Task brief: Which lines run from the one containing "impl<T: Trap> From<T>" to the end of the entries? Quote them exactly, and nothing else.

Materials provided:

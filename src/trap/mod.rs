// Copyright 2024 FastLabs Developers
//
// Licensed under the Apache License, Version 2.0 (the "License");
// you may not use this file except in compliance with the License.
// You may obtain a copy of the License at
//
//     http://www.apache.org/licenses/LICENSE-2.0
//
// Unless required by applicable law or agreed to in writing, software
// distributed under the License is distributed on an "AS IS" BASIS,
// WITHOUT WARRANTIES OR CONDITIONS OF ANY KIND, either express or implied.
// See the License for the specific language governing permissions and
// limitations under the License.

//! The internal diagnostic channel.
//!
//! Errors raised inside appenders must never reach the application's logging
//! call site. Dispatch catches them and hands them to the repository's trap.

use std::fmt;

use crate::Error;

mod buffer;
mod default;

pub use self::buffer::BufferTrap;
pub use self::default::DefaultTrap;

/// A sink for errors the runtime swallows on behalf of the application.
pub trait Trap: fmt::Debug + Send + Sync + 'static {
    /// Report an error to the diagnostic channel.
    fn trap(&self, err: &Error);
}

impl<T: Trap> From<T> for Box<dyn Trap> {
    fn from(value: T) -> Self {
        Box::new(value)
    }
}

Result:
impl<T: Trap> From<T> for Box<dyn Trap> {
    fn from(value: T) -> Self {
        Box::new(value)
    }
}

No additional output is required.